# Bild im Vordergrund



## vatrixxx (19. März 2007)

Wie mache ich ein bild im vordergrund wenn ich ein hintergrund eingefügt habe und das andere bild nicht im vordergrund ist sondern in hintergrund das man das net sehen kann und wie mach ich das dann im vordergrund allso das das bild auf den hintergrund ist und nicht hinter den hintergrund


----------



## Alexander Groß (19. März 2007)

Ich verstehe kein Wort. Bitte formuliere deine Frage verständlicher.


Alex


----------



## vatrixxx (19. März 2007)

alexandergross hat gesagt.:


> Ich verstehe kein Wort.
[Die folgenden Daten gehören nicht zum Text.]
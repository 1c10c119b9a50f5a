//! Status command implementation

use crate::config::Config;
use crate::error::Result;
use crate::gateway::SyncGateway;
use serde::{Deserialize, Serialize};
use tracing::{debug, info};

/// Status information
#[derive(Debug, Clone, Serialize, Deserialize)]
pub struct StatusInfo {
    pub config_path: String,
    pub api_base_url: String,
    pub reviewer: Option<String>,
    pub download_dir: String,
    pub service_online: bool,
    pub sermon_count: Option<usize>,
    pub error: Option<String>,
}

/// Probe the review service by listing its sermons
pub async fn cmd_status(config: &Config, gateway: &SyncGateway) -> Result<StatusInfo> {
    info!("Getting status");

    let (service_online, sermon_count, error) = match gateway.fetch_sermons().await {
        Ok(sermons) => (true, Some(sermons.len()), None),
        Err(e) => {
            debug!("Review service probe failed: {:?}", e);
            // A service-level error still proves the service is reachable
            (!matches!(e, crate::error::Error::Network(_)), None, Some(e.to_string()))
        }
    };

    Ok(StatusInfo {
        config_path: config.config_file.display().to_string(),
        api_base_url: config.api_base_url.clone(),
        reviewer: config.reviewer.clone(),
        download_dir: config.download_dir.clone(),
        service_online,
        sermon_count,
        error,
    })
}

/// Print status to console
pub fn print_status(status: &StatusInfo) {
    println!("\n📊 sermon-review Status\n");
    println!("Configuration: {}", status.config_path);
    println!("Reviewer: {}", status.reviewer.as_deref().unwrap_or("-"));
    println!("Downloads: {}", status.download_dir);
    println!("\nReview service:");
    println!("  URL: {}", status.api_base_url);

    let connection_status = match (status.service_online, &status.error) {
        (true, None) => "✓ Online".to_string(),
        (true, Some(e)) => format!("⚠ Online, but returned an error: {}", e),
        (false, Some(e)) => format!("✗ Offline ({})", e),
        (false, None) => "✗ Offline".to_string(),
    };
    println!("  Status: {}", connection_status);
    if let Some(count) = status.sermon_count {
        println!("  Sermons: {}", count);
    }
}

#[cfg(test)]
mod tests {
    use super::*;
    use crate::gateway::memory::MemoryBackend;

    #[tokio::test]
    async fn test_status_counts_sermons() {
        let gateway = SyncGateway::new(Box::new(MemoryBackend::with_sermon("abc", 2)));
        let status = cmd_status(&Config::default(), &gateway).await.unwrap();
        assert!(status.service_online);
        assert_eq!(status.sermon_count, Some(1));
        assert!(status.error.is_none());
    }

    #[tokio::test]
    async fn test_status_reports_unreachable_service() {
        let config = Config {
            api_base_url: "http://127.0.0.1:1".to_string(),
            timeout_secs: 2,
            ..Config::default()
        };
        let gateway = SyncGateway::from_config(&config).unwrap();
        let status = cmd_status(&config, &gateway).await.unwrap();
        assert!(!status.service_online);
        assert!(status.sermon_count.is_none());
        assert!(status.error.is_some());
    }
}
//! Sermon listing and upload commands

use crate::config::Config;
use crate::error::Result;
use crate::gateway::SyncGateway;
use crate::models::{next_sunday, Sermon, SermonFilter, SermonUpload};
use chrono::Local;
use std::path::PathBuf;
use tracing::info;

/// List sermons known to the review service, narrowed by `filter`
pub async fn cmd_list_sermons(gateway: &SyncGateway, filter: &SermonFilter) -> Result<Vec<Sermon>> {
    info!("Listing sermons");
    let sermons = gateway.fetch_sermons().await?;
    Ok(filter.apply(&sermons).into_iter().cloned().collect())
}

/// Print sermons list to console
pub fn print_sermons(sermons: &[Sermon]) {
    println!("\n📖 Sermons\n");

    if sermons.is_empty() {
        println!("No sermons found. Use 'sermon-review upload' to add one.");
        return;
    }

    for sermon in sermons {
        println!("• {} [{}]", sermon.sermon_name, sermon.status);
        println!("  ID: {}", sermon.id);
        if let Some(series) = &sermon.series_name {
            println!("  Series: {}", series);
        }
        if let Some(date) = &sermon.week_or_date {
            println!("  Week: {}", date);
        }
        if let Some(pastor) = &sermon.pastor_name {
            println!("  Presenter: {}", pastor);
        }
        println!("  Created: {}", sermon.display_date());
        println!();
    }
}

/// Options for uploading a sermon presentation
#[derive(Debug, Clone)]
pub struct UploadOptions {
    pub file: PathBuf,
    pub name: String,
    pub series: Option<String>,
    pub date: Option<String>,
    pub presenter: Option<String>,
}

/// Upload a presentation.
///
/// The week defaults to the coming Sunday and the presenter to the
/// configured reviewer.
pub async fn cmd_upload(
    config: &Config,
    gateway: &SyncGateway,
    options: UploadOptions,
) -> Result<Sermon> {
    let upload = build_upload(config, options, Local::now().date_naive());
    let sermon = gateway.upload_sermon(&upload).await?;
    info!("Uploaded sermon {} ({})", sermon.id, sermon.sermon_name);
    Ok(sermon)
}

fn build_upload(config: &Config, options: UploadOptions, today: chrono::NaiveDate) -> SermonUpload {
    let week_or_date = options
        .date
        .filter(|d| !d.trim().is_empty())
        .unwrap_or_else(|| next_sunday(today).format("%Y-%m-%d").to_string());

    SermonUpload {
        sermon_name: options.name.trim().to_string(),
        series_name: options.series.filter(|s| !s.trim().is_empty()),
        week_or_date: Some(week_or_date),
        pastor_name: options.presenter.or_else(|| config.reviewer.clone()),
        file: options.file,
    }
}
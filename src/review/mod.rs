//! Review decision state engine
//!
//! This module provides:
//! - The per-suggestion decision lifecycle
//! - Merging slides, analysis and decisions into per-slide views
//! - The review session store with stale-result guarding
//! - Slide navigation
//! - State-change notification for observers

pub mod aggregate;
pub mod decision;
pub mod events;
pub mod navigation;
pub mod session;

pub use aggregate::*;
pub use decision::*;
pub use events::*;
pub use navigation::*;
pub use session::{ApplyOutcome, ReviewData, ReviewSession};
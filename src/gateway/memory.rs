//! In-memory review service used by tests
//!
//! Mirrors the service's storage rules: analysis and decisions are replaced
//! per slide, and generation reads only what has been persisted.

use super::ReviewBackend;
use crate::error::{Error, Result};
use crate::models::{
    AnalysisDocument, DecisionEntry, DecisionsDocument, GenerateReceipt, SaveDecisionsPayload,
    Sermon, SermonStatus, SermonUpload, Slide, SlideAnalysis, SlideDecisions, Suggestion,
};
use async_trait::async_trait;
use std::collections::HashMap;
use std::sync::{Arc, Mutex, MutexGuard};

#[derive(Debug, Default)]
struct MemoryState {
    sermons: Vec<Sermon>,
    slides: HashMap<String, Vec<Slide>>,
    analysis: HashMap<String, AnalysisDocument>,
    decisions: HashMap<String, DecisionsDocument>,
    analysis_results: HashMap<(String, u32), Vec<Suggestion>>,
    last_payload: Option<SaveDecisionsPayload>,
    generated: HashMap<String, Vec<DecisionEntry>>,
    fail_decisions_fetch: bool,
}

#[derive(Debug, Clone, Default)]
pub(crate) struct MemoryBackend {
    state: Arc<Mutex<MemoryState>>,
}

impl MemoryBackend {
    pub(crate) fn with_sermon(sermon_id: &str, slide_count: u32) -> Self {
        let backend = Self::default();
        {
            let mut state = backend.lock();
            state.sermons.push(Sermon {
                id: sermon_id.to_string(),
                sermon_name: format!("Sermon {}", sermon_id),
                series_name: None,
                week_or_date: None,
                pastor_name: None,
                status: SermonStatus::Ready,
                file_path: None,
                original_filename: None,
                created_at: None,
            });
            let slides = (1..=slide_count)
                .map(|n| Slide {
                    slide_id: format!("{}:{}", sermon_id, n),
                    slide_number: n,
                    original_text: format!("Slide {} text", n),
                })
                .collect();
            state.slides.insert(sermon_id.to_string(), slides);
        }
        backend
    }

    fn lock(&self) -> MutexGuard<'_, MemoryState> {
        self.state.lock().unwrap()
    }

    /// Suggestions the next analysis of this slide will produce
    pub(crate) fn set_analysis_result(&self, sermon_id: &str, slide_number: u32, suggestions: Vec<Suggestion>) {
        self.lock()
            .analysis_results
            .insert((sermon_id.to_string(), slide_number), suggestions);
    }

    pub(crate) fn fail_decisions_fetch(&self, fail: bool) {
        self.lock().fail_decisions_fetch = fail;
    }

    pub(crate) fn last_payload(&self) -> Option<SaveDecisionsPayload> {
        self.lock().last_payload.clone()
    }

    pub(crate) fn persisted_decisions(&self, sermon_id: &str) -> DecisionsDocument {
        self.lock()
            .decisions
            .get(sermon_id)
            .cloned()
            .unwrap_or_default()
    }

    /// Decisions the most recent generation of a sermon was built from
    pub(crate) fn last_generated_from(&self, sermon_id: &str) -> Option<Vec<DecisionEntry>> {
        self.lock().generated.get(sermon_id).cloned()
    }

    fn slide(state: &MemoryState, sermon_id: &str, slide_number: u32) -> Result<Slide> {
        state
            .slides
            .get(sermon_id)
            .and_then(|slides| slides.iter().find(|s| s.slide_number == slide_number))
            .cloned()
            .ok_or_else(|| Error::from_response(404, r#"{"detail":"Not found"}"#))
    }

    fn ensure_sermon(state: &MemoryState, sermon_id: &str) -> Result<()> {
        if state.slides.contains_key(sermon_id) {
            Ok(())
        } else {
            Err(Error::from_response(404, r#"{"detail":"Not found"}"#))
        }
    }
}

#[async_trait]
impl ReviewBackend for MemoryBackend {
    async fn list_sermons(&self) -> Result<Vec<Sermon>> {
        Ok(self.lock().sermons.clone())
    }

    async fn upload_sermon(&self, upload: &SermonUpload) -> Result<Sermon> {
        let mut state = self.lock();
        let sermon = Sermon {
            id: format!("sermon-{}", state.sermons.len() + 1),
            sermon_name: upload.sermon_name.clone(),
            series_name: upload.series_name.clone(),
            week_or_date: upload.week_or_date.clone(),
            pastor_name: upload.pastor_name.clone(),
            status: SermonStatus::Uploaded,
            file_path: None,
            original_filename: None,
            created_at: None,
        };
        state.sermons.push(sermon.clone());
        state.slides.insert(sermon.id.clone(), Vec::new());
        Ok(sermon)
    }

    async fn list_slides(&self, sermon_id: &str) -> Result<Vec<Slide>> {
        let state = self.lock();
        Self::ensure_sermon(&state, sermon_id)?;
        Ok(state.slides[sermon_id].clone())
    }

    async fn get_analysis(&self, sermon_id: &str) -> Result<AnalysisDocument> {
        let state = self.lock();
        Self::ensure_sermon(&state, sermon_id)?;
        Ok(state.analysis.get(sermon_id).cloned().unwrap_or_default())
    }

    async fn get_decisions(&self, sermon_id: &str) -> Result<DecisionsDocument> {
        let state = self.lock();
        if state.fail_decisions_fetch {
            return Err(Error::from_response(500, "Internal Server Error"));
        }
        Self::ensure_sermon(&state, sermon_id)?;
        Ok(state.decisions.get(sermon_id).cloned().unwrap_or_default())
    }

    async fn analyze_slide(&self, sermon_id: &str, slide_number: u32) -> Result<SlideAnalysis> {
        let mut state = self.lock();
        let slide = Self::slide(&state, sermon_id, slide_number)?;
        let suggestions = state
            .analysis_results
            .get(&(sermon_id.to_string(), slide_number))
            .cloned()
            .unwrap_or_default();
        let analysis = SlideAnalysis {
            slide_id: slide.slide_id,
            slide_number,
            original_text: slide.original_text,
            suggestions,
        };

        let doc = state.analysis.entry(sermon_id.to_string()).or_default();
        doc.sermon_id = sermon_id.to_string();
        doc.slides.retain(|s| s.slide_id != analysis.slide_id);
        doc.slides.push(analysis.clone());
        Ok(analysis)
    }

    async fn save_decisions(
        &self,
        sermon_id: &str,
        slide_number: u32,
        payload: &SaveDecisionsPayload,
    ) -> Result<SlideDecisions> {
        let mut state = self.lock();
        let slide = Self::slide(&state, sermon_id, slide_number)?;
        let saved = SlideDecisions {
            slide_id: slide.slide_id,
            slide_number,
            decisions: payload.decisions.clone(),
        };

        state.last_payload = Some(payload.clone());
        let doc = state.decisions.entry(sermon_id.to_string()).or_default();
        doc.sermon_id = sermon_id.to_string();
        match doc.slides.iter_mut().find(|s| s.slide_id == saved.slide_id) {
            Some(existing) => *existing = saved.clone(),
            None => doc.slides.push(saved.clone()),
        }
        Ok(saved)
    }

    async fn generate_output(&self, sermon_id: &str) -> Result<GenerateReceipt> {
        let mut state = self.lock();
        Self::ensure_sermon(&state, sermon_id)?;
        let used: Vec<DecisionEntry> = state
            .decisions
            .get(sermon_id)
            .map(|doc| doc.slides.iter().flat_map(|s| s.decisions.clone()).collect())
            .unwrap_or_default();
        state.generated.insert(sermon_id.to_string(), used);
        Ok(GenerateReceipt {
            status: "ready".to_string(),
        })
    }

    async fn download_output(&self, sermon_id: &str) -> Result<Vec<u8>> {
        let state = self.lock();
        if state.generated.contains_key(sermon_id) {
            Ok(b"PK-updated".to_vec())
        } else {
            Err(Error::from_response(404, r#"{"detail":"Not found"}"#))
        }
    }
}
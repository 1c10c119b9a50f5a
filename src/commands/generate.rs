//! Output generation command

use crate::config::Config;
use crate::error::Result;
use crate::gateway::SyncGateway;
use serde::{Deserialize, Serialize};
use std::path::Path;
use tracing::info;

#[derive(Debug, Clone, Serialize, Deserialize)]
pub struct GenerateResult {
    pub sermon_id: String,
    pub status: String,
    pub downloaded_to: Option<String>,
}

/// Regenerate a sermon's presentation from its persisted decisions,
/// optionally downloading the result into the configured directory.
pub async fn cmd_generate(
    config: &Config,
    gateway: &SyncGateway,
    sermon_id: &str,
    download: bool,
) -> Result<GenerateResult> {
    let receipt = gateway.generate_output(sermon_id).await?;
    info!("Generation for {} finished: {}", sermon_id, receipt.status);

    let downloaded_to = if download {
        let path = gateway
            .download_output(sermon_id, Path::new(&config.download_dir))
            .await?;
        Some(path.display().to_string())
    } else {
        None
    };

    Ok(GenerateResult {
        sermon_id: sermon_id.to_string(),
        status: receipt.status,
        downloaded_to,
    })
}

pub fn print_generate(result: &GenerateResult) {
    println!(
        "✓ Updated presentation for {} is {}",
        result.sermon_id, result.status
    );
    match &result.downloaded_to {
        Some(path) => println!("  Saved to {}", path),
        None => println!(
            "  Run 'sermon-review generate {} --download' to fetch it",
            result.sermon_id
        ),
    }
}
Bitte formuliere deine Frage verständlicher.
> 
> 
> Alex



allso ich will ein banner machn so
dann hab ich da ein bild eingefügt
und danach ein hintergrund
und dann war mein bild irgendwie nicht mehr im vordergrund sondern in hintergrund
allso hinter den hintergrund den ich eingefügt habe
und das bild was hinter den hintergrund(den ich eingefügt habe) ist kann ich nicht im vordergrund machn bzw weiß ich nicht wie das geht  
jetzt kapiert


----------



## woni (19. März 2007)

Du schaust einfach bei deiner Ebenenübersicht nach und verschiebst dort die Ebenen so wie du sie haben willst


----------



## vatrixxx (19. März 2007)

DANKE woni juhuuu ^^ 
das is ja eigendlich ganz einfach :suspekt:


----------



## Philip Kurz (19. März 2007)

Hallo vatrixxx.

Ich möchte dich gleichzeitig daran erinnern die Netiquette zu beachten (insb. Groß- u. Kleinschreibung). Vielen Dank. 

Philip


----------